Drama | Berlinale Wettbewerb - "Shambhala"
Atemberaubende Berge, eine verschworene Dorfgemeinschaft und jahrhundertealte Rituale. "Shambhala", der Wettbewerbsbeitrag des nepalesischen Regisseurs Min Bahadur Bham spielt im Himalaya. Dabei überzeugt Thinley Lhamo als junge Frau, die ihren Mann sucht und dabei sich selbst findet.
Gleich drei Männer heiratet Pema (Thinley Lhamo) am Tag ihrer Hochzeit: Da ist der charmante Yak- Bauer Tashi (Tenzing Dalha), sein Bruder Karma (Sonam Topden), der als Mönch im nahegelegenen Kloster lebt sowie der kleine Dawa (Karma Wangyal Gurung), der noch zur Schule geht und für den Pema eher als Mutter denn als Ehefrau fungiert.
Polygamie als gängige Praxis
Polygamie ist in den Dörfern des nepalesischen Hochlands heutzutage kaum noch ein Thema. In der archaischen Welt aber, von der "Shambhala" erzählt, ist sie noch immer gängige Praxis. "Ein Haus wird erst ein Zuhause, wenn alle zusammen glücklich sind", sagt der Rinpoche, der oberste Mönch (Loten Namling) bei Pemas Hochzeit. Und tatsächlich scheint zunächst alles gut zu laufen in der neuen Familie.

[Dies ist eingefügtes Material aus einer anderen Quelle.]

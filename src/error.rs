use std::fmt;

/// Error type for SDK and CLI operations
#[derive(Debug)]
pub enum PsError {
    /// HTTP request failed (connect, timeout, body read)
    Http(reqwest::Error),
    /// API returned a non-success status
    Api { status: u16, message: String },
    /// Caller supplied an unusable argument; never reaches the network
    InvalidArgument(String),
    /// `get_next()` called on a pager with no more pages
    Exhausted,
    /// A `next` link could not be followed
    Pagination(String),
    /// JSON decoding error
    Json(String),
    /// No credentials found in any source
    CredentialsNotFound(String),
    /// Failed to read or parse the credentials file
    Credentials(String),
    /// Configuration error
    Config(String),
}

impl fmt::Display for PsError {
    fn fmt(&self, f: &mut fmt::Formatter<'_>) -> fmt::Result {
        match self {
            PsError::Http(e) => write!(f, "HTTP request failed: {}", e),
            PsError::Api { status, message } => {
                write!(f, "API error (status {}): {}", status, message)
            }
            PsError::InvalidArgument(msg) => write!(f, "Invalid argument: {}", msg),
            PsError::Exhausted => write!(f, "no more results available"),
            PsError::Pagination(msg) => write!(f, "Pagination error: {}", msg),
            PsError::Json(msg) => write!(f, "JSON error: {}", msg),
            PsError::CredentialsNotFound(msg) => write!(f, "{}", msg),
            PsError::Credentials(msg) => write!(f, "{}", msg),
            PsError::Config(msg) => write!(f, "Configuration error: {}", msg),
        }
    }
}

impl std::error::Error for PsError {
    fn source(&self) -> Option<&(dyn std::error::Error + 'static)> {
        match self {
            PsError::Http(e) => Some(e),
            _ => None,
        }
    }
}

impl From<reqwest::Error> for PsError {
    fn from(err: reqwest::Error) -> Self {
        PsError::Http(err)
    }
}

impl From<serde_json::Error> for PsError {
    fn from(err: serde_json::Error) -> Self {
        PsError::Json(err.to_string())
    }
}

impl From<std::io::Error> for PsError {
    fn from(err: std::io::Error) -> Self {
        PsError::Credentials(err.to_string())
    }
}

impl PsError {
    /// Shorthand for [`PsError::InvalidArgument`]
    pub(crate) fn invalid(msg: impl Into<String>) -> Self {
        PsError::InvalidArgument(msg.into())
    }
}

/// Result type alias for SDK operations
pub type Result<T> = std::result::Result<T, PsError>;

#[cfg(test)]
mod tests {
    use super::*;

    #[test]
    fn test_api_error_display() {
        let err = PsError::Api {
            status: 404,
            message: "Not found".to_string(),
        };
        assert!(err.to_string().contains("404"));
        assert!(err.to_string().contains("Not found"));
    }

    #[test]
    fn test_error_is_send_sync() {
        fn assert_send_sync<T: Send + Sync>() {}
        assert_send_sync::<PsError>();
    }

    #[test]
    fn test_exhausted_display() {
        assert_eq!(PsError::Exhausted.to_string(), "no more results available");
    }

    #[test]
    fn test_invalid_argument_display() {
        let err = PsError::invalid("the 'start' field should not be set");
        assert!(err.to_string().starts_with("Invalid argument"));
        assert!(err.to_string().contains("'start'"));
    }

    #[test]
    fn test_pagination_error_display() {
        let err = PsError::Pagination("bad link".to_string());
        assert!(err.to_string().contains("Pagination error"));
    }

    #[test]
    fn test_config_error_display() {
        let err = PsError::Config("Missing service URL".to_string());
        assert!(err.to_string().contains("Configuration error"));
        assert!(err.to_string().contains("Missing service URL"));
    }

    #[test]
    fn test_from_serde_json_error() {
        let json_err = serde_json::from_str::<serde_json::Value>("invalid json").unwrap_err();
        let err: PsError = json_err.into();
        match err {
            PsError::Json(msg) => assert!(!msg.is_empty()),
            _ => panic!("Expected PsError::Json"),
        }
    }

    #[test]
    fn test_from_io_error() {
        let io_err = std::io::Error::new(std::io::ErrorKind::NotFound, "file not found");
        let err: PsError = io_err.into();
        match err {
            PsError::Credentials(msg) => assert!(msg.contains("file not found")),
            _ => panic!("Expected PsError::Credentials"),
        }
    }

    #[test]
    fn test_error_source_non_http() {
        use std::error::Error;
        let err = PsError::Exhausted;
        assert!(err.source().is_none());
    }
}
//! External service configuration from environment and credentials files

use log::debug;
use std::collections::HashMap;
use std::fs;
use std::path::{Path, PathBuf};

use crate::config::credentials;
use crate::error::{PsError, Result};
use crate::ibm::{Authenticator, ServiceOptions};

/// Resolves `ServiceOptions` for one service name
///
/// Properties are keyed `<SERVICE_NAME>_<PROPERTY>` with the service name
/// upper-cased, e.g. `USAGE_REPORTS_URL` or `USER_MANAGEMENT_AUTH_TYPE`.
pub struct ConfigResolver {
    service_name: String,
}

impl ConfigResolver {
    pub fn new(service_name: &str) -> Self {
        Self {
            service_name: service_name.to_string(),
        }
    }

    /// Resolve options with fallback:
    /// 1. CLI arguments (if provided)
    /// 2. Environment variables
    /// 3. Credentials file (`$IBM_CREDENTIALS_FILE`, `./ibm-credentials.env`, `~/ibm-credentials.env`)
    pub fn resolve(&self, cli_url: Option<&str>, cli_token: Option<&str>) -> Result<ServiceOptions> {
        let env: HashMap<String, String> = std::env::vars().collect();
        self.resolve_from(&env, cli_url, cli_token)
    }

    fn resolve_from(
        &self,
        env: &HashMap<String, String>,
        cli_url: Option<&str>,
        cli_token: Option<&str>,
    ) -> Result<ServiceOptions> {
        if cli_url.is_some() && cli_token.is_some() {
            debug!("Using URL and token from CLI arguments");
            return self.build_options(&HashMap::new(), cli_url, cli_token);
        }

        let mut props = self.properties_from(env);

        if props.is_empty() {
            if let Some(path) = Self::credentials_file_path(env) {
                debug!("Reading credentials file {}", path.display());
                let content = fs::read_to_string(&path).map_err(|e| {
                    PsError::Credentials(format!(
                        "Could not read credentials file {}: {}",
                        path.display(),
                        e
                    ))
                })?;
                props = self.properties_from(&parse_env_file(&content));
            }
        } else {
            debug!("Using {} configuration from environment", self.prefix());
        }

        self.build_options(&props, cli_url, cli_token)
    }

    /// Combine CLI overrides with resolved properties
    fn build_options(
        &self,
        props: &HashMap<String, String>,
        cli_url: Option<&str>,
        cli_token: Option<&str>,
    ) -> Result<ServiceOptions> {
        let mut options = ServiceOptions::new(&self.service_name);

        options.url = cli_url
            .map(str::to_string)
            .or_else(|| props.get("URL").cloned());

        options.authenticator = match cli_token {
            Some(token) => {
                debug!("Using bearer token from CLI argument");
                Authenticator::BearerToken(token.to_string())
            }
            None => self.authenticator_from(props)?,
        };

        Ok(options)
    }

    /// Build an authenticator from `AUTH_TYPE` and its companion properties
    fn authenticator_from(&self, props: &HashMap<String, String>) -> Result<Authenticator> {
        let auth_type = match props.get("AUTH_TYPE") {
            Some(t) => t.to_lowercase(),
            None if props.contains_key("BEARER_TOKEN") => "bearertoken".to_string(),
            None if props.contains_key("USERNAME") => "basic".to_string(),
            None => {
                return Err(PsError::CredentialsNotFound(
                    self.not_found_message(),
                ))
            }
        };

        let required = |key: &str| {
            props.get(key).cloned().ok_or_else(|| {
                PsError::Config(format!(
                    "{}_AUTH_TYPE={} requires {}_{}",
                    self.prefix(),
                    auth_type,
                    self.prefix(),
                    key
                ))
            })
        };

        match auth_type.as_str() {
            "noauth" => Ok(Authenticator::NoAuth),
            "bearertoken" => Ok(Authenticator::BearerToken(required("BEARER_TOKEN")?)),
            "basic" => Ok(Authenticator::Basic {
                username: required("USERNAME")?,
                password: required("PASSWORD")?,
            }),
            other => Err(PsError::Config(format!(
                "Unsupported authentication type '{}' (expected one of: {})",
                other,
                credentials::AUTH_TYPES.join(", ")
            ))),
        }
    }

    /// Collect properties for this service, stripping the name prefix
    fn properties_from(&self, source: &HashMap<String, String>) -> HashMap<String, String> {
        let prefix = format!("{}_", self.prefix());
        source
            .iter()
            .filter_map(|(k, v)| {
                k.strip_prefix(&prefix)
                    .filter(|key| !key.is_empty())
                    .map(|key| (key.to_string(), v.clone()))
            })
            .collect()
    }

    fn prefix(&self) -> String {
        self.service_name.to_uppercase().replace('-', "_")
    }

    fn not_found_message(&self) -> String {
        format!(
            "No configuration found for service '{}'. Provide one of:\n\
             \n\
             1. CLI arguments:     psctl --url <URL> --token <TOKEN>\n\
             2. Environment vars:  export {}_AUTH_TYPE=bearertoken {}_BEARER_TOKEN=<TOKEN>\n\
             3. Credentials file:  {} (or set {})",
            self.service_name,
            self.prefix(),
            self.prefix(),
            credentials::FILE_NAME,
            credentials::FILE_ENV_VAR
        )
    }

    /// First existing credentials file in lookup order
    fn credentials_file_path(env: &HashMap<String, String>) -> Option<PathBuf> {
        if let Some(path) = env.get(credentials::FILE_ENV_VAR) {
            return Some(PathBuf::from(path));
        }
        let cwd = Path::new(credentials::FILE_NAME).to_path_buf();
        if cwd.is_file() {
            return Some(cwd);
        }
        dirs::home_dir()
            .map(|p| p.join(credentials::FILE_NAME))
            .filter(|p| p.is_file())
    }
}

impl ServiceOptions {
    /// Resolve options for `service_name` from environment and credentials file
    pub fn from_external_config(service_name: &str) -> Result<Self> {
        ConfigResolver::new(service_name).resolve(None, None)
    }
}

/// Parse `KEY=value` lines, ignoring blanks and `#` comments
fn parse_env_file(content: &str) -> HashMap<String, String> {
    content
        .lines()
        .map(str::trim)
        .filter(|line| !line.is_empty() && !line.starts_with('#'))
        .filter_map(|line| line.split_once('='))
        .map(|(k, v)| (k.trim().to_string(), v.trim().to_string()))
        .collect()
}

#[cfg(test)]
mod tests {
    use super::*;
    use std::io::Write;

    fn props(pairs: &[(&str, &str)]) -> HashMap<String, String> {
        pairs
            .iter()
            .map(|(k, v)| (k.to_string(), v.to_string()))
            .collect()
    }

    #[test]
    fn test_properties_strip_prefix() {
        let resolver = ConfigResolver::new("usage_reports");
        let env = props(&[
            ("USAGE_REPORTS_URL", "https://example.com"),
            ("USAGE_REPORTS_AUTH_TYPE", "noauth"),
            ("USER_MANAGEMENT_URL", "https://other.example.com"),
            ("PATH", "/usr/bin"),
        ]);
        let found = resolver.properties_from(&env);
        assert_eq!(found.len(), 2);
        assert_eq!(found.get("URL").unwrap(), "https://example.com");
        assert_eq!(found.get("AUTH_TYPE").unwrap(), "noauth");
    }

    #[test]
    fn test_cli_arguments_take_precedence() {
        let resolver = ConfigResolver::new("usage_reports");
        let found = props(&[("URL", "https://env.example.com"), ("AUTH_TYPE", "noauth")]);
        let options = resolver
            .build_options(&found, Some("https://cli.example.com"), Some("cli-token"))
            .unwrap();
        assert_eq!(options.url.as_deref(), Some("https://cli.example.com"));
        assert_eq!(
            options.authenticator,
            Authenticator::BearerToken("cli-token".to_string())
        );
    }

    #[test]
    fn test_noauth_from_properties() {
        let resolver = ConfigResolver::new("usage_reports");
        let found = props(&[("URL", "https://env.example.com"), ("AUTH_TYPE", "NOAUTH")]);
        let options = resolver.build_options(&found, None, None).unwrap();
        assert_eq!(options.service_name, "usage_reports");
        assert_eq!(options.url.as_deref(), Some("https://env.example.com"));
        assert_eq!(options.authenticator, Authenticator::NoAuth);
    }

    #[test]
    fn test_bearer_inferred_without_auth_type() {
        let resolver = ConfigResolver::new("user_management");
        let found = props(&[("BEARER_TOKEN", "abc")]);
        let options = resolver.build_options(&found, None, None).unwrap();
        assert!(options.url.is_none());
        assert_eq!(
            options.authenticator,
            Authenticator::BearerToken("abc".to_string())
        );
    }

    #[test]
    fn test_basic_requires_password() {
        let resolver = ConfigResolver::new("user_management");
        let found = props(&[("AUTH_TYPE", "basic"), ("USERNAME", "alice")]);
        match resolver.build_options(&found, None, None) {
            Err(PsError::Config(msg)) => assert!(msg.contains("USER_MANAGEMENT_PASSWORD")),
            other => panic!("Expected PsError::Config, got {:?}", other),
        }
    }

    #[test]
    fn test_iam_rejected() {
        let resolver = ConfigResolver::new("usage_reports");
        let found = props(&[("AUTH_TYPE", "iam"), ("APIKEY", "xyz")]);
        match resolver.build_options(&found, None, None) {
            Err(PsError::Config(msg)) => assert!(msg.contains("iam")),
            other => panic!("Expected PsError::Config, got {:?}", other),
        }
    }

    #[test]
    fn test_nothing_configured() {
        let resolver = ConfigResolver::new("usage_reports");
        match resolver.build_options(&HashMap::new(), None, None) {
            Err(PsError::CredentialsNotFound(msg)) => {
                assert!(msg.contains("usage_reports"));
                assert!(msg.contains("USAGE_REPORTS_BEARER_TOKEN"));
                assert!(msg.contains("psctl --url"));
            }
            other => panic!("Expected PsError::CredentialsNotFound, got {:?}", other),
        }
    }

    #[test]
    fn test_parse_env_file() {
        let content = "\n# comment\nUSAGE_REPORTS_URL = https://example.com/api?x=1\nUSAGE_REPORTS_AUTH_TYPE=noauth\nnot a property\n";
        let parsed = parse_env_file(content);
        assert_eq!(parsed.len(), 2);
        assert_eq!(
            parsed.get("USAGE_REPORTS_URL").unwrap(),
            "https://example.com/api?x=1"
        );
    }

    #[test]
    fn test_cli_arguments_skip_credentials_file() {
        let dir = tempfile::tempdir().unwrap();
        let missing = dir.path().join("missing.env");
        let env = props(&[(credentials::FILE_ENV_VAR, missing.to_str().unwrap())]);
        let resolver = ConfigResolver::new("user_management");

        let options = resolver
            .resolve_from(&env, Some("http://localhost:8080"), Some("cli-token"))
            .unwrap();
        assert_eq!(options.url.as_deref(), Some("http://localhost:8080"));
        assert_eq!(
            options.authenticator,
            Authenticator::BearerToken("cli-token".to_string())
        );

        // With only one CLI value the file is still consulted
        assert!(matches!(
            resolver.resolve_from(&env, None, Some("cli-token")),
            Err(PsError::Credentials(_))
        ));
    }

    #[test]
    fn test_credentials_file_from_env_var() {
        let mut file = tempfile::NamedTempFile::new().unwrap();
        writeln!(file, "USER_MANAGEMENT_AUTH_TYPE=bearertoken").unwrap();
        writeln!(file, "USER_MANAGEMENT_BEARER_TOKEN=file-token").unwrap();

        let env = props(&[(
            credentials::FILE_ENV_VAR,
            file.path().to_str().unwrap(),
        )]);
        let path = ConfigResolver::credentials_file_path(&env).unwrap();
        assert_eq!(path, file.path());

        let resolver = ConfigResolver::new("user_management");
        let content = fs::read_to_string(path).unwrap();
        let found = resolver.properties_from(&parse_env_file(&content));
        let options = resolver.build_options(&found, None, None).unwrap();
        assert_eq!(
            options.authenticator,
            Authenticator::BearerToken("file-token".to_string())
        );
    }
}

Ein fatales Missverständnis
Als Tashi eines Tages zu einer Reise ins ferne Lhasa aufbricht, wendet sich das Blatt. Eigentlich soll das Familienoberhaupt dort Handel treiben, doch er kommt auch nach Monaten nicht zurück. Pema, die in der Zwischenzeit festgestellt hat, dass sie schwanger ist, macht sich also auf die Suche nach ihrem Ehemann. Denn dieser – so stellt sich heraus – hat in der Ferne Gerüchte vernommen, dass das Kind nicht von ihm sei. Nun ist es also an Pema, die Familienehre zu retten. Da sie die beschwerliche Reise in ihrem Zustand nicht alleine antreten kann, wendet sich Pema an Karma, ihren zweiten Ehemann, auch wenn dieser zunächst überhaupt nicht begeistert ist von der Idee, sein Kloster zu verlassen. Erst nach gutem Zureden des Rinpoche nimmt er die Verantwortung an.
Ein spiritueller Weg
Die Reise führt die beiden quer durch die Hochtäler des Himalaya, vorbei an spektakulären Berglandschaften und uralten Dorfgemeinschaften. Die Suche nach dem verschollenen Ehemann, das stellt sich mit zunehmender Dauer heraus, wird zu einem spirituellen Weg. Es geht irgendwann gar nicht mehr so sehr darum, ob Pema Tashi wiederfinden wird, ob sie ihn davon überzeugen kann, den Platz an ihrer Seite wieder einzunehmen. Sie findet vor allem zu sich selbst – zu der Stärke, sich alleine den Herausforderungen des Leben zu stellen und sich zu emanzipieren von den archaischen Ritualen ihrer Gesellschaft.
Überraschende Wendungen
Auch Karma macht eine Entwicklung durch – vom vergeistigten, etwas unbeholfenen Mönch zu einem Mann, der reiten lernt, der sich Konflikten stellt und der irgendwann sogar (fast) bereit dazu ist, seine Rolle als Pemas Ehemann einzunehmen. Dann allerdings kommt es doch wieder ganz anders, denn in seinen insgesamt zweieinhalb Stunden bietet der Film eine Menge an überraschenden Wendungen.
Bilder, die lange in Erinnerung bleiben
Auch wenn es am Ende einige Längen gibt und Pema sich auf der Suche nach dem "Shambhala", dem buddhistischen Himmel, in ihren irdischen Träumen verliert: "Shambhala" ist ein Erlebnis, ein dramatisches Essay über den Buddhismus und seine Sicht auf das Leben. Gut gespielt, großartig inszeniert und mit Bildern, die einem lange in Erinnerung bleiben.